Task to complete
The answer must be every line from the listing that holds the string "filter".

++++

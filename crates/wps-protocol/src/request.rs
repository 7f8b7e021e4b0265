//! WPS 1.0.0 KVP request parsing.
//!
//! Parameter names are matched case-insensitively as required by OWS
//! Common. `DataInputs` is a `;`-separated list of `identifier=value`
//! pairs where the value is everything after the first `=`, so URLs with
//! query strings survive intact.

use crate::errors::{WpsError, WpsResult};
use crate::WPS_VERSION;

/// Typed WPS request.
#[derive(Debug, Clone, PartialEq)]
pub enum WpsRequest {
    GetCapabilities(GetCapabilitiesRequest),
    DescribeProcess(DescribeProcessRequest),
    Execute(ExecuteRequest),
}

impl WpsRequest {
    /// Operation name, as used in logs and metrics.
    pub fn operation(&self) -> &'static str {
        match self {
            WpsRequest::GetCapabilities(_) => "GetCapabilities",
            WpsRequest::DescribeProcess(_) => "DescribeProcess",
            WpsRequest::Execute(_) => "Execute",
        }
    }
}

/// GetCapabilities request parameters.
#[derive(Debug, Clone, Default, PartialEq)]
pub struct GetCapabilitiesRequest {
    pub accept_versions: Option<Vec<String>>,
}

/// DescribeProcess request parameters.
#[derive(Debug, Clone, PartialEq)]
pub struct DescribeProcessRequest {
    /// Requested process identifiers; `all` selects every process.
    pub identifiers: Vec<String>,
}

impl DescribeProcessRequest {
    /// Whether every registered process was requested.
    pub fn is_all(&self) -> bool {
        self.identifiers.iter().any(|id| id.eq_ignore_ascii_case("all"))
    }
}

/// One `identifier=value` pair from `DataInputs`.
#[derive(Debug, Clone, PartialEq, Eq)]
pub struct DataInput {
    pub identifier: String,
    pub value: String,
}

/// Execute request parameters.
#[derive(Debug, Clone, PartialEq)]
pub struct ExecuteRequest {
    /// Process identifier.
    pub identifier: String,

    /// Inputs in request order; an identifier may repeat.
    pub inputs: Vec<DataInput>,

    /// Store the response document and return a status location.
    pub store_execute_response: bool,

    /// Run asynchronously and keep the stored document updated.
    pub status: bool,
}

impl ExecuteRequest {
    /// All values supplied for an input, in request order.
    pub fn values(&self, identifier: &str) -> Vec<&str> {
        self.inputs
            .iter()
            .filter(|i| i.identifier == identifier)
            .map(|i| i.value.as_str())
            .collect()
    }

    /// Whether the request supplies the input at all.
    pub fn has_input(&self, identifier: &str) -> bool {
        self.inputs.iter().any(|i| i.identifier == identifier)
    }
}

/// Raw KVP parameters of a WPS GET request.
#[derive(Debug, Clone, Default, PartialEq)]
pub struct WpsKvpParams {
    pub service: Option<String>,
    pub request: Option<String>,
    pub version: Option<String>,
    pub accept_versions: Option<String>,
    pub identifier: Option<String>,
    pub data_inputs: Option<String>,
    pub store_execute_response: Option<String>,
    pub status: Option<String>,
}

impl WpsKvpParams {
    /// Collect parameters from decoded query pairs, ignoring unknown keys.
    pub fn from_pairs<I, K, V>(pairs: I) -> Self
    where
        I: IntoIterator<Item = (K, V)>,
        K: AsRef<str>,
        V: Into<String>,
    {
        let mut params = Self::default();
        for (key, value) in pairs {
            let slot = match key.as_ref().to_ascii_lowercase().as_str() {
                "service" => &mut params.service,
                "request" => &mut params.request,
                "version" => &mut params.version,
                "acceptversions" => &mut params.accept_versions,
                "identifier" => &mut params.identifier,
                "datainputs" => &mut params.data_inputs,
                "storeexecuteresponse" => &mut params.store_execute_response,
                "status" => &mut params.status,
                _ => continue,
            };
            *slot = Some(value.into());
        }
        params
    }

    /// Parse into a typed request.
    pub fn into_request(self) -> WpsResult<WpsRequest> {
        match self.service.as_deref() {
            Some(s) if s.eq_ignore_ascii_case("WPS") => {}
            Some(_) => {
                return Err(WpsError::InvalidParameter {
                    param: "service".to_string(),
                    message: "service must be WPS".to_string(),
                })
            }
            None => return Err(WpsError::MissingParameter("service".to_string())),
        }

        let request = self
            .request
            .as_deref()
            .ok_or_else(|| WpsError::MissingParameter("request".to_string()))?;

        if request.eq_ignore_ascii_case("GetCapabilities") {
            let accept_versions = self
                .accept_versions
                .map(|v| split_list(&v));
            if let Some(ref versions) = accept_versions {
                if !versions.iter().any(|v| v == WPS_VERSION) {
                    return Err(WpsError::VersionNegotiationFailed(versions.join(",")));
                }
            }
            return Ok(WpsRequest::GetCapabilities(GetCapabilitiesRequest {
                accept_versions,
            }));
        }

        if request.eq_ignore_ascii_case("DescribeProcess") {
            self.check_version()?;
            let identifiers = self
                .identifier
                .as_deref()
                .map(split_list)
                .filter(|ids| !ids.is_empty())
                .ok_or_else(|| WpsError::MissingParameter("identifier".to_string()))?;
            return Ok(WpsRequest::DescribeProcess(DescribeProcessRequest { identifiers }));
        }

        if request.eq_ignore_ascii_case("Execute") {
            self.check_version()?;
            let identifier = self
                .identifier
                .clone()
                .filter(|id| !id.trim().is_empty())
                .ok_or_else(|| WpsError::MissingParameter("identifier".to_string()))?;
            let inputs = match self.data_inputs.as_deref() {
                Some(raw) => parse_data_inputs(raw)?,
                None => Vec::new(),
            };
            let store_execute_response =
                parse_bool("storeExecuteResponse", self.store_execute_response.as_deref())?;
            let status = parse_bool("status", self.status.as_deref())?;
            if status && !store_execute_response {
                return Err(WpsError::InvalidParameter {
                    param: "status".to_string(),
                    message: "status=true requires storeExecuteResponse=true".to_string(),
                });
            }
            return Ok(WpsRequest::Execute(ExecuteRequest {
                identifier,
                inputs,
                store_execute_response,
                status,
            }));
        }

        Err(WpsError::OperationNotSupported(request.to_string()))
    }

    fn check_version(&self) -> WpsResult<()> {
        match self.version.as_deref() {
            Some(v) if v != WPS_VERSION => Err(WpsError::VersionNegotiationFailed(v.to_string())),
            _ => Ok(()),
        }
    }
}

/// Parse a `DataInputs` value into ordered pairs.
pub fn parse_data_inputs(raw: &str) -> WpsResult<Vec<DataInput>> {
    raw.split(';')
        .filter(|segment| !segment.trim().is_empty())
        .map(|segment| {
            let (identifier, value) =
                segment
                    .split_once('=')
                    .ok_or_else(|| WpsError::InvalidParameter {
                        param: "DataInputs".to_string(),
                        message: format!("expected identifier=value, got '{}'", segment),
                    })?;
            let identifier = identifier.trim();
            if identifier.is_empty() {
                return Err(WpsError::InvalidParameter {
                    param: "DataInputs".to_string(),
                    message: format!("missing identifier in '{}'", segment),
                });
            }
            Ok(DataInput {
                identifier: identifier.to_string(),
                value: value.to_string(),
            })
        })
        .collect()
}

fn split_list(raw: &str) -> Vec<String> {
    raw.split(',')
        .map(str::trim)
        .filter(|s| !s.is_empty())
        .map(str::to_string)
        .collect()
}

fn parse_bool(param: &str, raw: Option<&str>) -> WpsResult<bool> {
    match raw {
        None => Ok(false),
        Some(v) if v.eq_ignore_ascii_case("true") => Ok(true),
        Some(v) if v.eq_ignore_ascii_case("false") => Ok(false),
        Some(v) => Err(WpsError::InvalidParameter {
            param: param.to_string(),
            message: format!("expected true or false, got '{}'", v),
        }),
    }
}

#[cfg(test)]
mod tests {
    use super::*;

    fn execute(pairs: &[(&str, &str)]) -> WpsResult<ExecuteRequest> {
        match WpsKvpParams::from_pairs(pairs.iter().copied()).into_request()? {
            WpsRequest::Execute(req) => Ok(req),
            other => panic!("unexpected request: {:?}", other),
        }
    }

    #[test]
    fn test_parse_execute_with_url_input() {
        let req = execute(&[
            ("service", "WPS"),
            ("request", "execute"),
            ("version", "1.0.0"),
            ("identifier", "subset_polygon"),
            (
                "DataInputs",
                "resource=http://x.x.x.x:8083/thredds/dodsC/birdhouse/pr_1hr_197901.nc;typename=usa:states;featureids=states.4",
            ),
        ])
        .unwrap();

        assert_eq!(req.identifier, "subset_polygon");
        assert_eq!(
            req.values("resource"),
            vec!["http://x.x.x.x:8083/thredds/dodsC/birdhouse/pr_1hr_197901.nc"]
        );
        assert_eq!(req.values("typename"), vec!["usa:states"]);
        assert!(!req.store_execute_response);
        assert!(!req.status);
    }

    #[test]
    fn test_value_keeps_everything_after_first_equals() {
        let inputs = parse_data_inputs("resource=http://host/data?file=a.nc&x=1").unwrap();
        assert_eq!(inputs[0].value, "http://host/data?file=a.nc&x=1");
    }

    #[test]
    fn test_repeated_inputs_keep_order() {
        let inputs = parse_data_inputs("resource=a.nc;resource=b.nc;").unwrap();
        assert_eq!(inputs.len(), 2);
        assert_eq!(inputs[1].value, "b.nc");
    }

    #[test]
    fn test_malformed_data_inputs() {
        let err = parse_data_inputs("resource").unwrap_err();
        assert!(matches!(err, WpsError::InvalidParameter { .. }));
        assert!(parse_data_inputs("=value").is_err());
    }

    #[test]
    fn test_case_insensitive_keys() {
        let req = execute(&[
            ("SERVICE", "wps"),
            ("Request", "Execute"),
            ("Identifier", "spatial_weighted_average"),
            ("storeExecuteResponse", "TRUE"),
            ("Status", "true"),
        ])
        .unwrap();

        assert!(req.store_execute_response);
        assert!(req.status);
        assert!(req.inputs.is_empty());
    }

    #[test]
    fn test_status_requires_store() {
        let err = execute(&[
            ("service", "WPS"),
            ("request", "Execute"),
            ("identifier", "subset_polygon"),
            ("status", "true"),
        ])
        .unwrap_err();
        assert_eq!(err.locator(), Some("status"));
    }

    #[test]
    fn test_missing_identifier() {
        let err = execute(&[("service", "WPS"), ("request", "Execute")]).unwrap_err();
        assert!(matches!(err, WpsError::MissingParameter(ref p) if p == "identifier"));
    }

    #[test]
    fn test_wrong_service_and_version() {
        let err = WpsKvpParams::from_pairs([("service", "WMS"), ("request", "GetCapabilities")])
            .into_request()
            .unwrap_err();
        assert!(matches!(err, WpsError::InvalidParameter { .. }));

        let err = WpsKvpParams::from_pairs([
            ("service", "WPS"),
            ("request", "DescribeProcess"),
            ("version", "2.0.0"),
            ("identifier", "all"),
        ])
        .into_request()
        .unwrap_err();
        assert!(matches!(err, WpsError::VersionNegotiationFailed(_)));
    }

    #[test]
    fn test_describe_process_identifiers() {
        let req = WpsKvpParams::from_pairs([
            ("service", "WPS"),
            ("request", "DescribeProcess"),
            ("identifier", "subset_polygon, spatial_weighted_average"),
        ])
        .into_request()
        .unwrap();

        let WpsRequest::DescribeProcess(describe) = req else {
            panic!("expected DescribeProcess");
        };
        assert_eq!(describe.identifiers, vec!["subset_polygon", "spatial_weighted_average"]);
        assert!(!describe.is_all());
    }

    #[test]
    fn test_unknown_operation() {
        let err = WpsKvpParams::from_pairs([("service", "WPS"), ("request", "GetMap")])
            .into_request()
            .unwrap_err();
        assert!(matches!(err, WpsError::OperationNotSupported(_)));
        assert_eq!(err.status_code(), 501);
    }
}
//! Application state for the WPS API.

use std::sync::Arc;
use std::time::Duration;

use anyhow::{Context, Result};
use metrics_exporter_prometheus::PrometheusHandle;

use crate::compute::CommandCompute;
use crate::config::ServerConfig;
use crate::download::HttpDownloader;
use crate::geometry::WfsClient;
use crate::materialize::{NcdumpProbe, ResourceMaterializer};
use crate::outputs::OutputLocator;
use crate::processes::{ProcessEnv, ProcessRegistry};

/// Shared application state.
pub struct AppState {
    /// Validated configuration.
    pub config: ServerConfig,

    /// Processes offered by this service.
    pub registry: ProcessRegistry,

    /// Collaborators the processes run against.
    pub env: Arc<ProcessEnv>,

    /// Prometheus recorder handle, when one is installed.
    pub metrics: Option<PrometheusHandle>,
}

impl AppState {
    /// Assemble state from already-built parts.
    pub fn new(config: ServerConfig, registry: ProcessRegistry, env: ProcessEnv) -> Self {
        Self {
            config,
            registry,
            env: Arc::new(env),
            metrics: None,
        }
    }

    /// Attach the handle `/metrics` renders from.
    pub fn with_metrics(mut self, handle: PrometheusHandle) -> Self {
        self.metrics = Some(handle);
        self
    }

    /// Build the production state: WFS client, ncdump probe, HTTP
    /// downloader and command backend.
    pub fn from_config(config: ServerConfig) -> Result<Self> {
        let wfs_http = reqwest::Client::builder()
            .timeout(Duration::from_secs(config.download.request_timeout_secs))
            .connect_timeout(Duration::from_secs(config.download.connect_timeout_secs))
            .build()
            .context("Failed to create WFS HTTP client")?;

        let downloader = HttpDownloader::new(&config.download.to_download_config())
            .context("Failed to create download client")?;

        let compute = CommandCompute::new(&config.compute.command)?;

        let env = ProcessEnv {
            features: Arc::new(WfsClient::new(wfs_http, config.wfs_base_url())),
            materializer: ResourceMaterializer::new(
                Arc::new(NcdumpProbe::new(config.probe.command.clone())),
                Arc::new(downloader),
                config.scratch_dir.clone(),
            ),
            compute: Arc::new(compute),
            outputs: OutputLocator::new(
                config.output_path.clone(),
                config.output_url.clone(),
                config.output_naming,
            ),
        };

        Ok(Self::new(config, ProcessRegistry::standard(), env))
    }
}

++++

Task answer
            .filter(|i| i.identifier == identifier)
                .filter(|ids| !ids.is_empty())
                .filter(|id| !id.trim().is_empty())
        .filter(|segment| !segment.trim().is_empty())
        .filter(|s| !s.is_empty())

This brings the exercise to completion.